The medical community agrees non-steroidal anti-inflammatories (ibuprofen or Tylenol) are good at treating aches and pains, but that’s about it. Even popular home remedies don’t cut it in the science world: randomized controlled trials of echinacea, vitamin C, and even garlic found these cold and flu go-tos were no better than placebos for reducing symptoms. And Mom’s chicken soup? A 2000 study found it had mild anti-inflammatory benefits to help alleviate symptoms, but not by much.
So…wouldn’t it just be nice to get high and feel better?
What the experts say
We tried speaking with the College of Family Physicians of Canada, but they declined to comment, saying there is not sufficient research to confirm the impact of cannabis on colds and the flu.
From a naturopathic perspective, we did reach Dr. Shawn Meirovici, a Toronto-based ND who specializes in pain management. He reiterates there is no direct link between cannabis use and treating colds and the flu.

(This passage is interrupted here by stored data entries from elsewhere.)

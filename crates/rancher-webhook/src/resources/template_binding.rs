//! Guards bindings of pod security policy templates to projects, only served with multi-cluster
//! management.
use std::sync::Arc;

use kube::core::{
    DynamicObject,
    admission::{AdmissionRequest, AdmissionResponse, Operation},
};
use snafu::OptionExt;

use super::{AdmitError, MalformedFieldSnafu};
use crate::{
    access::{AccessDecision, AccessQuery},
    admission::{
        registry::{
            DryRunPolicy, FailurePolicy, HandlerDescriptor, ResourceSelector, Scope, SideEffects,
        },
        response::{self, Denial},
    },
    codec,
};

const TARGET_PROJECT_FIELD: &str = "targetProjectName";
const BINDINGS: (&str, &str, &str) = (
    "management.cattle.io",
    "v3",
    "podsecuritypolicytemplateprojectbindings",
);

pub static DESCRIPTOR: HandlerDescriptor = HandlerDescriptor {
    name: "podsecuritypolicytemplateprojectbindings",
    selector: ResourceSelector::new(BINDINGS.0, BINDINGS.1, BINDINGS.2),
    operations: &[Operation::Create, Operation::Update],
    failure_policy: FailurePolicy::Ignore,
    side_effects: SideEffects::None,
    scope: Scope::Namespaced,
    dry_run: DryRunPolicy::Evaluate,
};

/// Requires the permission to update bindings in the namespace of the target project.
#[derive(Debug)]
pub struct Validator {
    access: Arc<dyn AccessDecision>,
}

impl Validator {
    pub fn new(access: Arc<dyn AccessDecision>) -> Self {
        Self { access }
    }

    pub async fn admit(
        &self,
        request: &AdmissionRequest<DynamicObject>,
    ) -> Result<AdmissionResponse, AdmitError> {
        let binding = codec::decode_object::<DynamicObject>(request)?;
        let target = binding
            .data
            .get(TARGET_PROJECT_FIELD)
            .and_then(|target| target.as_str())
            .context(MalformedFieldSnafu {
                field: TARGET_PROJECT_FIELD,
                reason: "must be a string",
            })?;
        let project_namespace = project_namespace(target).context(MalformedFieldSnafu {
            field: TARGET_PROJECT_FIELD,
            reason: format!("{target:?} is not of the form <cluster>:<project>"),
        })?;

        let query = AccessQuery::new("update", BINDINGS, &request.user_info)
            .with_namespace(project_namespace);
        let outcome = self.access.review(query).await?;

        if outcome.allowed {
            return Ok(response::allowed(request));
        }

        let message = if outcome.reason.is_empty() {
            format!("user is not allowed to bind templates to project {target:?}")
        } else {
            outcome.reason
        };

        Ok(response::denied(request, Denial::unauthorized(401, message)))
    }
}

/// Extracts the project part of a `<cluster>:<project>` reference, which is also the name of
/// the namespace backing the project in the management cluster.
fn project_namespace(target: &str) -> Option<&str> {
    match target.split_once(':') {
        Some((cluster, project)) if !cluster.is_empty() && !project.is_empty() => Some(project),
        _ => None,
    }
}
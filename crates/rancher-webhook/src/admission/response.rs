//! Helpers to build admission responses and to verify them before they are sent.
use kube::core::{
    DynamicObject, Status,
    admission::{AdmissionRequest, AdmissionResponse},
};
use snafu::{Snafu, ensure};

use super::registry::AdmissionKind;

/// Machine readable reason of a denial, returned to the API server as part of the status.
#[derive(Clone, Copy, Debug, PartialEq, Eq, strum::Display)]
pub enum DenialReason {
    /// The object violates an invariant, e.g. an immutable annotation was changed.
    Invalid,

    /// The requesting user lacks a permission.
    Unauthorized,
}

/// A negative admission decision.
#[derive(Clone, Debug, PartialEq, Eq)]
pub struct Denial {
    pub code: u16,
    pub reason: DenialReason,
    pub message: String,
}

impl Denial {
    /// The request is semantically invalid, answered with 422.
    pub fn invalid(message: impl Into<String>) -> Self {
        Self {
            code: 422,
            reason: DenialReason::Invalid,
            message: message.into(),
        }
    }

    /// The user lacks a permission, answered with the given `code` (401 or 403).
    pub fn unauthorized(code: u16, message: impl Into<String>) -> Self {
        Self {
            code,
            reason: DenialReason::Unauthorized,
            message: message.into(),
        }
    }
}

/// Allows the request without modifications.
pub fn allowed(request: &AdmissionRequest<DynamicObject>) -> AdmissionResponse {
    AdmissionResponse::from(request)
}

/// Denies the request with the status described by `denial`.
pub fn denied(request: &AdmissionRequest<DynamicObject>, denial: Denial) -> AdmissionResponse {
    let mut response = AdmissionResponse::from(request).deny(denial.message.clone());

    let mut status = Status::failure(&denial.message, &denial.reason.to_string());
    status.code = denial.code;
    response.result = status;

    response
}

/// Responds to the request with `denial` if there is one, otherwise allows it.
pub fn from_decision(
    request: &AdmissionRequest<DynamicObject>,
    denial: Option<Denial>,
) -> AdmissionResponse {
    match denial {
        Some(denial) => denied(request, denial),
        None => allowed(request),
    }
}

#[derive(Debug, PartialEq, Eq, Snafu)]
pub enum InvariantViolation {
    #[snafu(display("denials must carry a message"))]
    DenialWithoutMessage,

    #[snafu(display("denials must not carry a patch"))]
    DenialWithPatch,

    #[snafu(display("validating handlers must not return a patch"))]
    ValidationWithPatch,

    #[snafu(display("the response uid {response:?} does not match the request uid {request:?}"))]
    UidMismatch { request: String, response: String },
}

/// Verifies the invariants every admission response has to uphold.
pub fn check_invariants(
    kind: AdmissionKind,
    request: &AdmissionRequest<DynamicObject>,
    response: &AdmissionResponse,
) -> Result<(), InvariantViolation> {
    ensure!(
        response.uid == request.uid,
        UidMismatchSnafu {
            request: request.uid.clone(),
            response: response.uid.clone(),
        }
    );

    if !response.allowed {
        ensure!(!response.result.message.is_empty(), DenialWithoutMessageSnafu);
        ensure!(response.patch.is_none(), DenialWithPatchSnafu);
    }

    if kind == AdmissionKind::Validating {
        ensure!(response.patch.is_none(), ValidationWithPatchSnafu);
    }

    Ok(())
}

However, he said there is new evidence suggesting symptoms can be managed if cannabis is used responsibly.
The cannabinoids THC and CBD have been shown to have pain-relieving, sleep-inducing, and anti-inflammatory properties.
As for flu symptoms, he says cannabis may also have “antipyretic or fever-reducing properties, due to its ability to suppress the immune system.”
Plus, if you’re one of those ounce-of-prevention types, he says some research suggests CBD has anti-viral properties.
But before you light up that bong…
Think about it: heat and smoke are the last things your throat needs when it’s already itchy and sore. Then, imagine hot smoke entering phlegmy lungs; Meirovici cautions that smoking can further irritate mucus membranes, making a cough or sore throat even worse.
And before you pop a canna-lemon drop, he points out the immune-suppressing properties mentioned earlier could potentially prolong a viral infection. “That being said, the research has been primarily in vitro or in rats; there hasn’t been any studies on humans to date,” he says.
Feel-better food ideas
If eating cannabis appeals to you on your sick day(s), we caught up with Robyn Griggs Lawrence, author of The Cannabis Kitchen Cookbook. She says when she’s feeling under the weather she turns to:
- bone broth (store-bought or homemade) simmered with cannabis flower
- smoothies made with infused hemp milk, frozen blueberries, and probiotic yogurt
- overnight oats with apples, wild honey, and cannabis-infused coconut milk
Passing around a joint amongst friends is a fun but quick way to spread germs, so be careful who you light up with.
And Meirovici offers this parting wisdom: “Passing around a joint amongst friends is a fun but quick way to spread germs, so be careful who you light up with.”
Self-treating your sniffles with cannabis is a personal choice that science can neither confirm nor deny is helpful, but there are some promising research-based connections.